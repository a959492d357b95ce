//! The logging capability shared by `Logger` and `LogEntry`

use super::call_site::CallSite;
use super::log_context::FieldValue;
use super::log_entry::LogEntry;
use super::log_level::LogLevel;
use std::error::Error;

/// Field/error chaining plus the four level methods.
///
/// Both the root [`Logger`](crate::Logger) and every [`LogEntry`] derived from it
/// implement this trait, so code that only logs can accept `&impl StructuredLog`
/// without caring whether it was handed a root or a chain.
///
/// Chaining never mutates the receiver: each `with_*` call returns a new entry holding
/// a copy of the receiver's fields and error state.
///
/// Level methods are `#[track_caller]`: the record names the function, file and line
/// that called them.
///
/// # Example
///
/// ```
/// use rust_chain_logger::prelude::*;
///
/// let sink = BufferSink::new();
/// let logger = Logger::new(sink.clone(), "DEBUG");
///
/// let request = logger.with_field("request_id", "r-17");
/// request.with_field("status", 200).info("request served");
/// request.debug("request context only");
///
/// assert_eq!(sink.lines().len(), 2);
/// ```
pub trait StructuredLog {
    /// Chain step with `key` set to `value`, replacing any earlier value for `key`.
    fn with_field_value(&self, key: String, value: FieldValue) -> LogEntry;

    /// Chain step carrying `err` (or no error at all for `None`) and the location of
    /// this call as the error location.
    #[track_caller]
    fn with_optional_error(&self, err: Option<&dyn Error>) -> LogEntry;

    /// Minimum level of the logger that originated this chain.
    fn min_level(&self) -> LogLevel;

    /// Emit `message` at `level`, attributing it to the caller.
    ///
    /// Suppressed levels return before any call-site resolution or formatting.
    #[track_caller]
    fn log(&self, level: LogLevel, message: &str);

    /// Emit `message` at `level` with an explicitly supplied call site.
    fn log_at(&self, level: LogLevel, call_site: CallSite, message: &str);

    fn with_field<K, V>(&self, key: K, value: V) -> LogEntry
    where
        Self: Sized,
        K: Into<String>,
        V: Into<FieldValue>,
    {
        self.with_field_value(key.into(), value.into())
    }

    #[track_caller]
    fn with_error(&self, err: &dyn Error) -> LogEntry {
        self.with_optional_error(Some(err))
    }

    fn enabled(&self, level: LogLevel) -> bool {
        level >= self.min_level()
    }

    #[track_caller]
    fn debug(&self, message: &str) {
        self.log(LogLevel::Debug, message);
    }

    #[track_caller]
    fn info(&self, message: &str) {
        self.log(LogLevel::Info, message);
    }

    #[track_caller]
    fn warn(&self, message: &str) {
        self.log(LogLevel::Warn, message);
    }

    #[track_caller]
    fn error(&self, message: &str) {
        self.log(LogLevel::Error, message);
    }
}
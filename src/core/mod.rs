//! Core logger types and traits

pub mod call_site;
pub mod config;
pub mod error;
pub mod formatter;
pub mod log_context;
pub mod log_entry;
pub mod log_level;
pub mod log_record;
pub mod logger;
pub mod metrics;
pub mod output_format;
pub mod structured_log;
pub mod timestamp;

pub use call_site::{BacktraceResolver, CallSite, CallSiteResolver, LocationResolver, UNKNOWN};
pub use config::LoggerConfig;
pub use error::{LoggerError, Result};
pub use formatter::Formatter;
pub use log_context::{FieldValue, LogContext};
pub use log_entry::LogEntry;
pub use log_level::LogLevel;
pub use log_record::{ErrorData, LogRecord};
pub use logger::{Logger, LoggerBuilder, FORMAT_FAILURE_NOTICE};
pub use metrics::LoggerMetrics;
pub use output_format::OutputFormat;
pub use structured_log::StructuredLog;
pub use timestamp::TimestampFormat;
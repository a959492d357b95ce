//! Formatter trait: turns a finalized record into its textual form

use super::{error::Result, log_record::LogRecord};

/// Serializes a populated record.
///
/// Implementations must be pure with respect to the logger: an `Err` (or a panic)
/// makes the logger write its fixed fallback notice instead of the record.
pub trait Formatter: Send + Sync {
    fn format(&self, record: &LogRecord) -> Result<String>;

    fn name(&self) -> &str {
        "custom"
    }
}

impl<F> Formatter for F
where
    F: Fn(&LogRecord) -> Result<String> + Send + Sync,
{
    fn format(&self, record: &LogRecord) -> Result<String> {
        self(record)
    }
}
//! Human-readable text formatter

use crate::core::{Formatter, LogRecord, Result, TimestampFormat};
#[cfg(feature = "console")]
use colored::Colorize;

/// Renders records as one readable line
///
/// Example: `[2025-01-08T10:30:45.123Z] [INFO ] my_app::server Server::run (server.rs:42) - listening port=8080`
///
/// An attached error is appended as `error="..."` after the fields.
#[derive(Debug, Clone, Default, PartialEq, Eq)]
pub struct TextFormatter {
    use_colors: bool,
    timestamp_format: TimestampFormat,
}

impl TextFormatter {
    #[must_use]
    pub fn new() -> Self {
        Self::default()
    }

    /// Color the level column with ANSI escapes (needs the `console` feature)
    #[must_use]
    pub fn with_colors(mut self, use_colors: bool) -> Self {
        self.use_colors = use_colors;
        self
    }

    #[must_use]
    pub fn with_timestamp_format(mut self, format: TimestampFormat) -> Self {
        self.timestamp_format = format;
        self
    }

    fn level_column(&self, record: &LogRecord) -> String {
        let level = format!("{:5}", record.level.to_str());
        #[cfg(feature = "console")]
        let level = if self.use_colors {
            level.color(record.level.color_code()).to_string()
        } else {
            level
        };
        level
    }

    pub fn uses_colors(&self) -> bool {
        self.use_colors
    }
}

impl Formatter for TextFormatter {
    fn format(&self, record: &LogRecord) -> Result<String> {
        let mut line = format!(
            "[{}] [{}] {} {} ({}:{}) - {}",
            self.timestamp_format.format(&record.timestamp),
            self.level_column(record),
            record.package,
            record.function,
            record.file,
            record.line,
            record.message
        );

        if !record.fields.is_empty() {
            line.push(' ');
            line.push_str(&record.fields.format_fields());
        }
        if let Some(ref error) = record.error {
            line.push_str(&format!(" error={:?}", error));
        }

        Ok(line)
    }

    fn name(&self) -> &str {
        "text"
    }
}

#[cfg(test)]
mod tests {
    use super::*;
    use crate::core::{CallSite, LogContext, LogLevel};

    fn record() -> LogRecord {
        let site = CallSite {
            package: "my_app::server".to_string(),
            function: "Server::run".to_string(),
            file: "server.rs".to_string(),
            line: 42,
        };
        LogRecord::new(LogLevel::Info, site, "listening")
    }

    #[test]
    fn test_text_format() {
        let output = TextFormatter::new().format(&record()).unwrap();
        assert!(output.contains("[INFO ]"));
        assert!(output.ends_with("my_app::server Server::run (server.rs:42) - listening"));
    }

    #[test]
    fn test_text_format_with_fields_and_error() {
        let mut record = record();
        record.fields = LogContext::new().with_field("port", 8080);
        record.error = Some("address in use".to_string());

        let output = TextFormatter::new().format(&record).unwrap();
        assert!(output.ends_with("- listening port=8080 error=\"address in use\""));
    }

    #[test]
    fn test_text_custom_timestamp() {
        let formatter =
            TextFormatter::new().with_timestamp_format(TimestampFormat::Custom("%Y".to_string()));
        let output = formatter.format(&record()).unwrap();
        assert!(output.starts_with(&format!("[{}]", record().timestamp.format("%Y"))));
    }

    #[cfg(feature = "console")]
    #[test]
    fn test_colors_only_touch_level() {
        assert!(!TextFormatter::new().uses_colors());
        let formatter = TextFormatter::new().with_colors(true);
        assert!(formatter.uses_colors());

        colored::control::set_override(true);
        let output = formatter.format(&record()).unwrap();
        colored::control::unset_override();

        assert!(output.contains("\u{1b}["));
        assert!(output.ends_with("- listening"));
    }
}
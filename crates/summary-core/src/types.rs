use chrono::NaiveDate;
use serde::{Deserialize, Serialize};
use serde_json::{Map, Value};

/// Daily OHLCV sample
#[derive(Debug, Clone, Serialize, Deserialize)]
pub struct PricePoint {
    pub date: NaiveDate,
    pub open: f64,
    pub high: f64,
    pub low: f64,
    pub close: f64,
    pub volume: u64,
}

/// Snapshot quote for a symbol. Fields the provider omits stay `None`,
/// never zero.
#[derive(Debug, Clone, Default, Serialize, Deserialize)]
pub struct RealTimeQuote {
    pub symbol: String,
    pub price: Option<f64>,
    pub change: Option<f64>,
    pub changes_percentage: Option<f64>,
    pub day_low: Option<f64>,
    pub day_high: Option<f64>,
    pub year_low: Option<f64>,
    pub year_high: Option<f64>,
    pub market_cap: Option<f64>,
    pub price_avg_50: Option<f64>,
    pub price_avg_200: Option<f64>,
    pub volume: Option<u64>,
    pub avg_volume: Option<u64>,
    pub open: Option<f64>,
    pub previous_close: Option<f64>,
    pub eps: Option<f64>,
    pub pe: Option<f64>,
    pub shares_outstanding: Option<f64>,
}

/// Company reference data
#[derive(Debug, Clone, Default, Serialize, Deserialize)]
pub struct CompanyProfile {
    pub symbol: String,
    pub company_name: Option<String>,
    pub sector: Option<String>,
    pub industry: Option<String>,
    pub exchange: Option<String>,
    pub currency: Option<String>,
    pub website: Option<String>,
    pub description: Option<String>,
    pub price: Option<f64>,
    pub beta: Option<f64>,
    pub vol_avg: Option<u64>,
    pub mkt_cap: Option<f64>,
    pub last_div: Option<f64>,
}

/// Assembled per-symbol output: a flat metric-name to scalar map.
///
/// Values only enter through the `put_*` helpers, which skip absent and
/// non-finite inputs, so a serialized summary never contains `null`.
#[derive(Debug, Clone, Default, Serialize, Deserialize)]
#[serde(transparent)]
pub struct Summary(Map<String, Value>);

impl Summary {
    pub fn new() -> Self {
        Self(Map::new())
    }

    /// Insert a numeric metric; absent and non-finite values are dropped.
    pub fn put_f64(&mut self, key: &str, value: Option<f64>) {
        if let Some(v) = value {
            if v.is_finite() {
                self.0.insert(key.to_string(), Value::from(v));
            }
        }
    }

    pub fn put_i64(&mut self, key: &str, value: Option<i64>) {
        if let Some(v) = value {
            self.0.insert(key.to_string(), Value::from(v));
        }
    }

    pub fn put_u64(&mut self, key: &str, value: Option<u64>) {
        if let Some(v) = value {
            self.0.insert(key.to_string(), Value::from(v));
        }
    }

    pub fn put_str(&mut self, key: &str, value: Option<&str>) {
        if let Some(v) = value {
            self.0.insert(key.to_string(), Value::from(v));
        }
    }

    pub fn get(&self, key: &str) -> Option<&Value> {
        self.0.get(key)
    }

    pub fn get_f64(&self, key: &str) -> Option<f64> {
        self.0.get(key).and_then(Value::as_f64)
    }

    pub fn contains(&self, key: &str) -> bool {
        self.0.contains_key(key)
    }

    pub fn len(&self) -> usize {
        self.0.len()
    }

    pub fn is_empty(&self) -> bool {
        self.0.is_empty()
    }

    pub fn into_inner(self) -> Map<String, Value> {
        self.0
    }
}

#[cfg(test)]
mod tests {
    use super::*;

    #[test]
    fn summary_skips_absent_values() {
        let mut s = Summary::new();
        s.put_f64("eps", None);
        s.put_f64("pe_ratio", Some(21.4));
        assert!(!s.contains("eps"));
        assert_eq!(s.get_f64("pe_ratio"), Some(21.4));
    }

    #[test]
    fn summary_skips_non_finite_values() {
        let mut s = Summary::new();
        s.put_f64("bad", Some(f64::NAN));
        s.put_f64("worse", Some(f64::INFINITY));
        assert!(s.is_empty());
    }

    #[test]
    fn summary_serializes_without_nulls() {
        let mut s = Summary::new();
        s.put_str("symbol", Some("AAPL"));
        s.put_f64("rsi", None);
        let json = serde_json::to_string(&s).unwrap();
        assert_eq!(json, r#"{"symbol":"AAPL"}"#);
    }

    #[test]
    fn later_insert_overwrites_earlier() {
        let mut s = Summary::new();
        s.put_f64("pe_ratio", Some(30.0));
        s.put_f64("pe_ratio", Some(28.5));
        assert_eq!(s.get_f64("pe_ratio"), Some(28.5));
    }
}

══════════════════════════════

▸ PROMPT
Which lines belong in the answer? Exactly those from the first line of the entries through the line holding "fn with_field<K, V>(&self, key: K, value: V)", inclusive, copied unchanged.

▸ EXERCISE OUTPUT
repository a959492d357b95ce
//! The logging capability shared by `Logger` and `LogEntry`

use super::call_site::CallSite;
use super::log_context::FieldValue;
use super::log_entry::LogEntry;
use super::log_level::LogLevel;
use std::error::Error;

/// Field/error chaining plus the four level methods.
///
/// Both the root [`Logger`](crate::Logger) and every [`LogEntry`] derived from it
/// implement this trait, so code that only logs can accept `&impl StructuredLog`
/// without caring whether it was handed a root or a chain.
///
/// Chaining never mutates the receiver: each `with_*` call returns a new entry holding
/// a copy of the receiver's fields and error state.
///
/// Level methods are `#[track_caller]`: the record names the function, file and line
/// that called them.
///
/// # Example
///
/// ```
/// use rust_chain_logger::prelude::*;
///
/// let sink = BufferSink::new();
/// let logger = Logger::new(sink.clone(), "DEBUG");
///
/// let request = logger.with_field("request_id", "r-17");
/// request.with_field("status", 200).info("request served");
/// request.debug("request context only");
///
/// assert_eq!(sink.lines().len(), 2);
/// ```
pub trait StructuredLog {
    /// Chain step with `key` set to `value`, replacing any earlier value for `key`.
    fn with_field_value(&self, key: String, value: FieldValue) -> LogEntry;

    /// Chain step carrying `err` (or no error at all for `None`) and the location of
    /// this call as the error location.
    #[track_caller]
    fn with_optional_error(&self, err: Option<&dyn Error>) -> LogEntry;

    /// Minimum level of the logger that originated this chain.
    fn min_level(&self) -> LogLevel;

    /// Emit `message` at `level`, attributing it to the caller.
    ///
    /// Suppressed levels return before any call-site resolution or formatting.
    #[track_caller]
    fn log(&self, level: LogLevel, message: &str);

    /// Emit `message` at `level` with an explicitly supplied call site.
    fn log_at(&self, level: LogLevel, call_site: CallSite, message: &str);

    fn with_field<K, V>(&self, key: K, value: V) -> LogEntry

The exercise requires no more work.